The Fortune Hunter
A German Prince in Regency England
Format:Paperback
Publisher:Signal Books Ltd
Published:1st Aug '14
Should be back in stock very soon
The two decades after Waterloo marked the great age of foreign fortune hunters in England. Each year brought a new influx of impecunious Continental noblemen to the world's richest country, and the more brides they carried off, the more alarmed society became. The most colourful of these men was Prince Hermann von Puckler-Muskau (1785-1871), remembered today as Germany's finest landscape gardener. In the mid-1820s, however, his efforts to turn his estate into a magnificent park came close to bankrupting him. To save his legacy his wife Lucie devised an unusual plan: they would divorce so that Puckler could marry an heiress who would finance further landscaping and, after a decent interval, be cajoled into accepting Lucie's continued residence.
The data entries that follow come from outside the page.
//! Call to action - does the post ask the reader to do something, ideally at the end?

use super::DimensionRule;
use crate::analyzer::patterns::POST_CTA_PHRASES;
use crate::analyzer::text::{contains_any, tail_chars, ContentText};
use crate::Dimension;

const BASE: f64 = 5.0;
const PER_PHRASE: f64 = 1.5;
const MAX_PHRASE_BONUS: f64 = 3.0;
const CLOSING_BONUS: f64 = 2.0;
const CLOSING_WINDOW_CHARS: usize = 200;

pub struct CallToActionRule;

impl DimensionRule for CallToActionRule {
    fn dimension(&self) -> Dimension {
        Dimension::CallToAction
    }

    fn score(&self, content: &ContentText) -> f64 {
        let mut score = BASE;

        let phrases = content.count_mentioned(POST_CTA_PHRASES);
        score += (phrases as f64 * PER_PHRASE).min(MAX_PHRASE_BONUS);

        let closing = tail_chars(content.raw, CLOSING_WINDOW_CHARS).to_lowercase();
        if contains_any(&closing, POST_CTA_PHRASES) {
            score += CLOSING_BONUS;
        }

        score.min(10.0)
    }
}

#[cfg(test)]
mod tests {
    use super::*;

    fn score(text: &str) -> f64 {
        CallToActionRule.score(&ContentText::new(text))
    }

    #[test]
    fn test_baseline() {
        assert_eq!(score(""), 5.0);
        assert_eq!(score("We shipped a thing."), 5.0);
    }

    #[test]
    fn test_single_phrase_at_end() {
        assert_eq!(score("We shipped a thing. Follow for more."), 8.5);
    }

    #[test]
    fn test_phrase_bonus_capped() {
        assert_eq!(score("Comment, share, follow and join us."), 10.0);
    }

    #[test]
    fn test_phrase_outside_closing_window() {
        let text = format!("Let me know below. {}", "filler ".repeat(40));
        assert_eq!(score(&text), 6.5);
    }
}
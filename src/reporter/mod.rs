//! Reporter module for output formatting

pub mod console;
pub mod json;

pub use console::ConsoleReporter;
pub use json::JsonReporter;
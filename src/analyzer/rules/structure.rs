//! Structure - headings, lists, paragraphs, intro and conclusion

use super::DimensionRule;
use crate::analyzer::patterns::{CONCLUSION_CUES, H2, INTRO_CUES, LIST_ITEM};
use crate::analyzer::text::{contains_any, head_chars, paragraph_count, tail_chars, ContentText};
use crate::Dimension;

const BASE: f64 = 5.0;
const MANY_SUBHEADINGS_BONUS: f64 = 2.0;
const TWO_SUBHEADINGS_BONUS: f64 = 1.0;
const LIST_BONUS: f64 = 1.0;
const PARAGRAPHS_BONUS: f64 = 1.0;
const MIN_PARAGRAPHS: usize = 5;
const BOOKEND_BONUS: f64 = 0.5;
/// Intro/conclusion cues are only looked for in texts longer than this
const BOOKEND_MIN_CHARS: usize = 500;
const BOOKEND_WINDOW_CHARS: usize = 200;

/// Rule scoring how well the content is organized
pub struct StructureRule;

impl DimensionRule for StructureRule {
    fn dimension(&self) -> Dimension {
        Dimension::Structure
    }

    fn score(&self, content: &ContentText) -> f64 {
        let mut score = BASE;

        let h2_count = H2.find_iter(content.raw).count();
        if h2_count >= 3 {
            score += MANY_SUBHEADINGS_BONUS;
        } else if h2_count == 2 {
            score += TWO_SUBHEADINGS_BONUS;
        }

        if LIST_ITEM.is_match(content.raw) {
            score += LIST_BONUS;
        }

        if paragraph_count(content.raw) >= MIN_PARAGRAPHS {
            score += PARAGRAPHS_BONUS;
        }

        if content.char_count() > BOOKEND_MIN_CHARS {
            let opening = head_chars(content.raw, BOOKEND_WINDOW_CHARS).to_lowercase();
            if contains_any(&opening, INTRO_CUES) {
                score += BOOKEND_BONUS;
            }
            let closing = tail_chars(content.raw, BOOKEND_WINDOW_CHARS).to_lowercase();
            if contains_any(&closing, CONCLUSION_CUES) {
                score += BOOKEND_BONUS;
            }
        }

        score.min(10.0)
    }
}

#[cfg(test)]
mod tests {
    use super::*;

    fn score(text: &str) -> f64 {
        StructureRule.score(&ContentText::new(text))
    }

    #[test]
    fn test_baseline() {
        assert_eq!(score(""), 5.0);
    }

    #[test]
    fn test_subheading_bonus() {
        assert_eq!(score("## One\ntext\n## Two\ntext"), 6.0);
        assert_eq!(score("## One\n## Two\n## Three"), 7.0);
        // level-3 headings do not count
        assert_eq!(score("### One\n### Two\n### Three"), 5.0);
    }

    #[test]
    fn test_lists_and_paragraphs() {
        assert_eq!(score("Intro\n- first\n- second"), 6.0);
        assert_eq!(score("a\n\nb\n\nc\n\nd\n\ne"), 6.0);
    }

    #[test]
    fn test_bookends_only_for_long_text() {
        let short = "Today we talk. In conclusion, done.";
        assert_eq!(score(short), 5.0);

        let long = format!("Today we look at pipelines. {} In conclusion, ship it.", "word ".repeat(120));
        assert_eq!(score(&long), 6.0);
    }
}
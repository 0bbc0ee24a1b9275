//! Content Scorer - runs the dimension rules for a content type

use super::rules::rule_for;
use super::text::ContentText;
use crate::{ContentType, DimensionScores, ScoreReport};

/// Scores finished content across the dimensions of its content type
pub struct ContentScorer;

impl ContentScorer {
    pub fn new() -> Self {
        Self
    }

    /// Score `text` as `content_type`. Never fails; empty text yields baseline scores.
    pub fn score(&self, text: &str, content_type: ContentType) -> ScoreReport {
        let content = ContentText::new(text);
        let dimension_scores: DimensionScores = content_type
            .dimensions()
            .iter()
            .map(|dimension| (*dimension, rule_for(*dimension).score(&content)))
            .collect();

        let character_count = match content_type {
            ContentType::ShortForm => Some(content.char_count()),
            ContentType::Blog | ContentType::General => None,
        };

        ScoreReport {
            content_type,
            dimension_scores,
            character_count,
            timestamp: chrono::Utc::now().to_rfc3339(),
        }
    }
}

impl Default for ContentScorer {
    fn default() -> Self {
        Self::new()
    }
}

#[cfg(test)]
mod tests {
    use super::*;
    use crate::{Dimension, Grade};

    #[test]
    fn test_empty_general_baseline() {
        let report = ContentScorer::new().score("", ContentType::General);
        assert_eq!(report.dimension_scores.len(), 3);
        assert_eq!(report.dimension_scores.get(Dimension::Clarity), Some(7.0));
        assert_eq!(report.dimension_scores.get(Dimension::Engagement), Some(5.0));
        assert_eq!(
            report.dimension_scores.get(Dimension::Professionalism),
            Some(8.0)
        );
        assert_eq!(report.overall_score(), 6.7);
        assert_eq!(report.grade(), Grade::BMinus);
        assert!(report.character_count.is_none());
    }

    #[test]
    fn test_empty_blog_baseline() {
        let report = ContentScorer::new().score("", ContentType::Blog);
        assert_eq!(
            report.dimension_scores.dimensions().collect::<Vec<_>>(),
            ContentType::Blog.dimensions().to_vec()
        );
        // 5 + 5 + 7 + 5 + 8
        assert_eq!(report.overall_score(), 6.0);
        assert_eq!(report.grade(), Grade::CPlus);
        assert_eq!(
            report.improvements(),
            vec![
                "Improve engagement".to_string(),
                "Improve structure".to_string(),
                "Improve actionability".to_string()
            ]
        );
        assert_eq!(report.strengths(), vec!["Professionalism".to_string()]);
    }

    #[test]
    fn test_empty_short_form_baseline() {
        let report = ContentScorer::new().score("", ContentType::ShortForm);
        assert_eq!(report.dimension_scores.get(Dimension::HookStrength), Some(6.0));
        // 6 + 5 + 8 + 5 + 5 = 29 / 5
        assert_eq!(report.overall_score(), 5.8);
        assert_eq!(report.grade(), Grade::C);
        assert_eq!(report.character_count, Some(0));
    }

    #[test]
    fn test_short_form_character_count_is_chars() {
        let report = ContentScorer::new().score("héllo 🎉", ContentType::ShortForm);
        assert_eq!(report.character_count, Some(7));
    }

    #[test]
    fn test_report_serializes_derived_fields() {
        let report = ContentScorer::new().score("# Title\n\nHello?", ContentType::General);
        let json = serde_json::to_value(&report).unwrap();
        assert_eq!(json["content_type"], "general");
        assert_eq!(json["overall_score"], report.overall_score());
        assert_eq!(json["grade"], report.grade().to_string());
        assert!(json["dimension_scores"]["clarity"].is_number());
        assert!(json["strengths"].is_array());
        assert!(json.get("character_count").is_none());
        assert!(json["timestamp"].is_string());
    }
}

#[cfg(test)]
mod proptest_tests {
    use super::*;
    use crate::analyzer::text::round_to;
    use proptest::prelude::*;

    fn any_content_type() -> impl Strategy<Value = ContentType> {
        prop_oneof![
            Just(ContentType::Blog),
            Just(ContentType::ShortForm),
            Just(ContentType::General),
        ]
    }

    proptest! {
        #![proptest_config(ProptestConfig::with_cases(200))]

        #[test]
        fn dimension_scores_stay_in_range(ref input in "(?s).{0,600}", content_type in any_content_type()) {
            let report = ContentScorer::new().score(input, content_type);
            prop_assert_eq!(report.dimension_scores.len(), content_type.dimensions().len());
            for (_, score) in report.dimension_scores.iter() {
                prop_assert!((0.0..=10.0).contains(&score), "score {} out of range", score);
            }
            let overall = report.overall_score();
            prop_assert!((0.0..=10.0).contains(&overall));
            prop_assert_eq!(overall, round_to(report.dimension_scores.mean(), 1));
        }

        #[test]
        fn scoring_is_deterministic(ref input in "(?s).{0,400}", content_type in any_content_type()) {
            let scorer = ContentScorer::new();
            let first = scorer.score(input, content_type);
            let second = scorer.score(input, content_type);
            prop_assert_eq!(first.dimension_scores, second.dimension_scores);
            prop_assert_eq!(first.character_count, second.character_count);
        }
    }
}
In September 1826, his marriage dissolved, Puckler set off for London. Drawing on the daily letters sent from England to his ex-wife and other manuscript sources in the Puckler Archive in Brandenburg, Peter James Bowman gives blow-by-blow accounts of Puckler's courtships with the daughters of a physician, an admiral, a Scottish baronet, an East India Company stockholder and a retail jeweller. The story is enriched with details of his social life among the resident diplomats, his gambling and money troubles, his love affairs with a French seamstress and a German opera singer, and the hours he spent with the capital's prostitutes. Puckler is the most intelligent of the overseas visitors who noted their impressions of Regency England. His matrimonial quest brings him into contact with such luminaries as Walter Scott, George Canning, Princess Lieven, Nathan Mayer Rothschild, Beau Brummell and John Nash. The object of many rumours and caricatures, the prince sticks doggedly to his task for nearly two years. And just when it seems that he has failed, England fills his coffers in the most unexpected way, and in doing so launches him on a new career. In telling the story of Puckler's adventures in the context of the trend for Anglo-European marriages based on the exchange of a title for money, The Fortune Hunter writes a new chapter in the history of England's relationship with its Continental neighbours.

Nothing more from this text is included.